What is required -
Repeat the lines below exactly as written, please, from the line with "pub fn add_inuse_entry(&mut" to the line with "pub fn is_empty(&self)", both lines included, and no others.

Data excerpts -
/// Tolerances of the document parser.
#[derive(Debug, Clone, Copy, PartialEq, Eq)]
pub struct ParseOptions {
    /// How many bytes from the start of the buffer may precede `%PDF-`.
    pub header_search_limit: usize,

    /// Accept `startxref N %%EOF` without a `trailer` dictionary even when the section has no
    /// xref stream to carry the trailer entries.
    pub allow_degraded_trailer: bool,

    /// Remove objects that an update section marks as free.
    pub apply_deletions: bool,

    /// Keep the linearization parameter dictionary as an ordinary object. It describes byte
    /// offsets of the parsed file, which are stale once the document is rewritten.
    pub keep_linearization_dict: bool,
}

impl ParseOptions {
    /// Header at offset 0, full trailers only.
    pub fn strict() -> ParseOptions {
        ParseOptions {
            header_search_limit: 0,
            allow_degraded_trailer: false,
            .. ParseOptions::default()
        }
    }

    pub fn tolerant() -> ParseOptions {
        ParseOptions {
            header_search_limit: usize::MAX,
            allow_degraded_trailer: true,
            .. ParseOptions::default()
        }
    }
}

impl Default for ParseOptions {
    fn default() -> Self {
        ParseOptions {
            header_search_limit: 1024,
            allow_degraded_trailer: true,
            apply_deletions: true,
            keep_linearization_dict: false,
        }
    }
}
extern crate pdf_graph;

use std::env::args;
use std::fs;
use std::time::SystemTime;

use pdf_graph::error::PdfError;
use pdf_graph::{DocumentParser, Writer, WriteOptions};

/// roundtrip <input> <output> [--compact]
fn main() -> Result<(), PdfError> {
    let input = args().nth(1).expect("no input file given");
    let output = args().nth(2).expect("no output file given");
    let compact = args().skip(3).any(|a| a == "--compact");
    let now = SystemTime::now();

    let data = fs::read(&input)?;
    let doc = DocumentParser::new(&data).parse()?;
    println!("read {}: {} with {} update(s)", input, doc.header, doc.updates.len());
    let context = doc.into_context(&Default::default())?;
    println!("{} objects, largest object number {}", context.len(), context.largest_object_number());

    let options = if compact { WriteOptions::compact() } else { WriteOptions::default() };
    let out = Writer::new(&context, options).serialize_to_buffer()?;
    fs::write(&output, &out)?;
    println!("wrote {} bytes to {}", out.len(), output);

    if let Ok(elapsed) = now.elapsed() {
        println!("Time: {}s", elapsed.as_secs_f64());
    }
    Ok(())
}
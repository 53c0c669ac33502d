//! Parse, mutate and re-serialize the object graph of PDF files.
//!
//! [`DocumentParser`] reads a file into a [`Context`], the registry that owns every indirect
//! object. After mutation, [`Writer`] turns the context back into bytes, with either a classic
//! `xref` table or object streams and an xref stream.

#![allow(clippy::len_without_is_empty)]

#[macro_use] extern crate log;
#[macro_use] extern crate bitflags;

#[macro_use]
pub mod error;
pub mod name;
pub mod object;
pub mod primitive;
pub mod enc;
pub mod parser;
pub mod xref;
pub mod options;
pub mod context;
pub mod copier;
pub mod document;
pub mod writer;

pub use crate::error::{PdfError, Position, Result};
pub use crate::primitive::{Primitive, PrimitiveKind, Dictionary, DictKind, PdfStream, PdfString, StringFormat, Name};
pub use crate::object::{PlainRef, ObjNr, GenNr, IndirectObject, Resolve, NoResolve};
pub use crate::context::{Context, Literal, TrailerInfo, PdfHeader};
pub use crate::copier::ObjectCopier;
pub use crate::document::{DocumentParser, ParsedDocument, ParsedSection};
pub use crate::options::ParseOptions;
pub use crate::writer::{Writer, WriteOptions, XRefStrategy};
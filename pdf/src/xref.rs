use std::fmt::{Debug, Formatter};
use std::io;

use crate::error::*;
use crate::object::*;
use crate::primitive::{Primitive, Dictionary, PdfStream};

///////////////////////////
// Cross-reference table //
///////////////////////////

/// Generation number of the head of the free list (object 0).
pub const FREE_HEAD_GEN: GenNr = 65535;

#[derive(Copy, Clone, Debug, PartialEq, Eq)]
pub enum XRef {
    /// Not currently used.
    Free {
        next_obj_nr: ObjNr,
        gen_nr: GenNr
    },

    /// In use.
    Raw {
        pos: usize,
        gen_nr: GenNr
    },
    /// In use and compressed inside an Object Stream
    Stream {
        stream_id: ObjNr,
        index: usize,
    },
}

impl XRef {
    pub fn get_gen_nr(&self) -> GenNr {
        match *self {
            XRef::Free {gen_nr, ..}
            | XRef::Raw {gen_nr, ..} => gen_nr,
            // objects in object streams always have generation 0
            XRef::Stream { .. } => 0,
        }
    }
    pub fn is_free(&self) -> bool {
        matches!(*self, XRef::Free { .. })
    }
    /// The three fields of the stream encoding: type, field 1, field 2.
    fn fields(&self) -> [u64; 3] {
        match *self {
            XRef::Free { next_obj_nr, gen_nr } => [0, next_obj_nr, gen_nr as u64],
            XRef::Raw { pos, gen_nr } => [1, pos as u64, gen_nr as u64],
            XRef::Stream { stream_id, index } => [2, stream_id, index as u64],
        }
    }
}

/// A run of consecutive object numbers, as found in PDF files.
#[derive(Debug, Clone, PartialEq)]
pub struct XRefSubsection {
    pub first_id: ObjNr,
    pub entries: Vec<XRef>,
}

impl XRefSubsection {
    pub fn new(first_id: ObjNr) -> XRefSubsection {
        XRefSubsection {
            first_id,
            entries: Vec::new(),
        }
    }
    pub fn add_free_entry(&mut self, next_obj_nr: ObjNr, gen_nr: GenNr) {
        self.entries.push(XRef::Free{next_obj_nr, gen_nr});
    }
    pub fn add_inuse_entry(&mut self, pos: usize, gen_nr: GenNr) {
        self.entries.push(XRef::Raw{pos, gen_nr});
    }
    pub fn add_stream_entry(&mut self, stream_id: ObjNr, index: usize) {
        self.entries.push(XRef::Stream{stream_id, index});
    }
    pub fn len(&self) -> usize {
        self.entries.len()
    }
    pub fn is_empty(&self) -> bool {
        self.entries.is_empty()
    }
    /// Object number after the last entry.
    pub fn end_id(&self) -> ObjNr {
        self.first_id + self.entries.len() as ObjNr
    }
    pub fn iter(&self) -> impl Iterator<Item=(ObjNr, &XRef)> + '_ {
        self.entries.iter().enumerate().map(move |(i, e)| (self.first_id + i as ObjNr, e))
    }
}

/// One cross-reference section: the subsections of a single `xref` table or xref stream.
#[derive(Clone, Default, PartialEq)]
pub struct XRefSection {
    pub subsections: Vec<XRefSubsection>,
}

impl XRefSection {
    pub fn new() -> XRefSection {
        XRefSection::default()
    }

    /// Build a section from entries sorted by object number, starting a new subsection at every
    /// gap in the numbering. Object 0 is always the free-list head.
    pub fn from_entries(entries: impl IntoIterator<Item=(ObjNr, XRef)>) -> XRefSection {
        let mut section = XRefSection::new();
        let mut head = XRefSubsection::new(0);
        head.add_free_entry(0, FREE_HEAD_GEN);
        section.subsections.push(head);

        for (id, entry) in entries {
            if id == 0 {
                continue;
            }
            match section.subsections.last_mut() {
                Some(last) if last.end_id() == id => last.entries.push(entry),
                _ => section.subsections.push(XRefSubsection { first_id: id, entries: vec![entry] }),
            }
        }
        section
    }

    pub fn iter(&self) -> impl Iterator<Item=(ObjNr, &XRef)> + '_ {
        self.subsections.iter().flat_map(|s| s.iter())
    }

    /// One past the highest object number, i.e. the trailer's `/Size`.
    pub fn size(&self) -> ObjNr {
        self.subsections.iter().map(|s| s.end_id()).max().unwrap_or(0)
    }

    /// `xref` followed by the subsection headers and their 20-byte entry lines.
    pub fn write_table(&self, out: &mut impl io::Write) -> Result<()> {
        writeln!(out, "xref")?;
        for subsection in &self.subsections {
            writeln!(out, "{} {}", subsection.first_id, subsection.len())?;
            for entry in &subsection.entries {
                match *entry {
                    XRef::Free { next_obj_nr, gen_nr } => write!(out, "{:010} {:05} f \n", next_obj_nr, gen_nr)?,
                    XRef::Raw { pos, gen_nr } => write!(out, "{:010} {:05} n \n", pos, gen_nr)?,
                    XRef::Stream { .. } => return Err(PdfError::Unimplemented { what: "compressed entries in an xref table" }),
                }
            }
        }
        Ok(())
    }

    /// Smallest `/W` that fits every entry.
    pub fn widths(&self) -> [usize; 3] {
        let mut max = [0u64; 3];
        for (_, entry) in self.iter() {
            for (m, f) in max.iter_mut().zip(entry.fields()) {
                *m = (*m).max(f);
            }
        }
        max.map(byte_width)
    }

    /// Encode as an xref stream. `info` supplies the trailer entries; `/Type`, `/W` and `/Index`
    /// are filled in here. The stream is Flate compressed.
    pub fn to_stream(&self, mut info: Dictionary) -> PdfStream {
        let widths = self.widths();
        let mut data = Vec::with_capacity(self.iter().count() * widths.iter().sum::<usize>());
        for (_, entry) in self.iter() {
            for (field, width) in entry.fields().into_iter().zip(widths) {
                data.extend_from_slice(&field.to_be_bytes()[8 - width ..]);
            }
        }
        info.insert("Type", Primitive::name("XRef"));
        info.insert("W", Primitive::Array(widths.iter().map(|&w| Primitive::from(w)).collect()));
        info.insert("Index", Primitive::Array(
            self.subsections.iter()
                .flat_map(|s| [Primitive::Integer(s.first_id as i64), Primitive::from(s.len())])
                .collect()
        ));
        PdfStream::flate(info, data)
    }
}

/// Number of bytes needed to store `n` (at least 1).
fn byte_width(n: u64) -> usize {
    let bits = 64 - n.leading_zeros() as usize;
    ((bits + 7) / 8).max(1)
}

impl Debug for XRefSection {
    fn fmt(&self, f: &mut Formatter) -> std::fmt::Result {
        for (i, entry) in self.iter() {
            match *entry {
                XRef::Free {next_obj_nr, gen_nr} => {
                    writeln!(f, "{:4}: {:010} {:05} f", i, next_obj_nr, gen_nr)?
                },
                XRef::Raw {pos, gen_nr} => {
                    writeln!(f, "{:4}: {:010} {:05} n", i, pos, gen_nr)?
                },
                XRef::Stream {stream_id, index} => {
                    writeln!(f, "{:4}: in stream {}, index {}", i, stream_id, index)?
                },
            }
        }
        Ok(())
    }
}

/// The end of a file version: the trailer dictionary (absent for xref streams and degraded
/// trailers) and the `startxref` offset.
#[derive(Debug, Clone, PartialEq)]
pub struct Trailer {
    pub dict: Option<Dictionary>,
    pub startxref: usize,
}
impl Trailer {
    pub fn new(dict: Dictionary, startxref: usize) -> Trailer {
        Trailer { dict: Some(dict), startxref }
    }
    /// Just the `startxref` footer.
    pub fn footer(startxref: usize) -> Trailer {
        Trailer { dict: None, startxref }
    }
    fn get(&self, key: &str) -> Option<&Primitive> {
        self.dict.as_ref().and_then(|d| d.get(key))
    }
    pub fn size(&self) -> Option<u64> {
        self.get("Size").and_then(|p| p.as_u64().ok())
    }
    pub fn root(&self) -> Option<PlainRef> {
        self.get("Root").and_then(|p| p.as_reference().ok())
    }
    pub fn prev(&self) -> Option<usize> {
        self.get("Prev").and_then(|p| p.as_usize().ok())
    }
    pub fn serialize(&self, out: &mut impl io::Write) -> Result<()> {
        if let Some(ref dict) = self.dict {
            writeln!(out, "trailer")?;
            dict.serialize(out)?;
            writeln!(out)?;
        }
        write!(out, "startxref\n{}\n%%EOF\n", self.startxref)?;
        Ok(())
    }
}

Final answer -
    pub fn add_inuse_entry(&mut self, pos: usize, gen_nr: GenNr) {
        self.entries.push(XRef::Raw{pos, gen_nr});
    }
    pub fn add_stream_entry(&mut self, stream_id: ObjNr, index: usize) {
        self.entries.push(XRef::Stream{stream_id, index});
    }
    pub fn len(&self) -> usize {
        self.entries.len()
    }
    pub fn is_empty(&self) -> bool {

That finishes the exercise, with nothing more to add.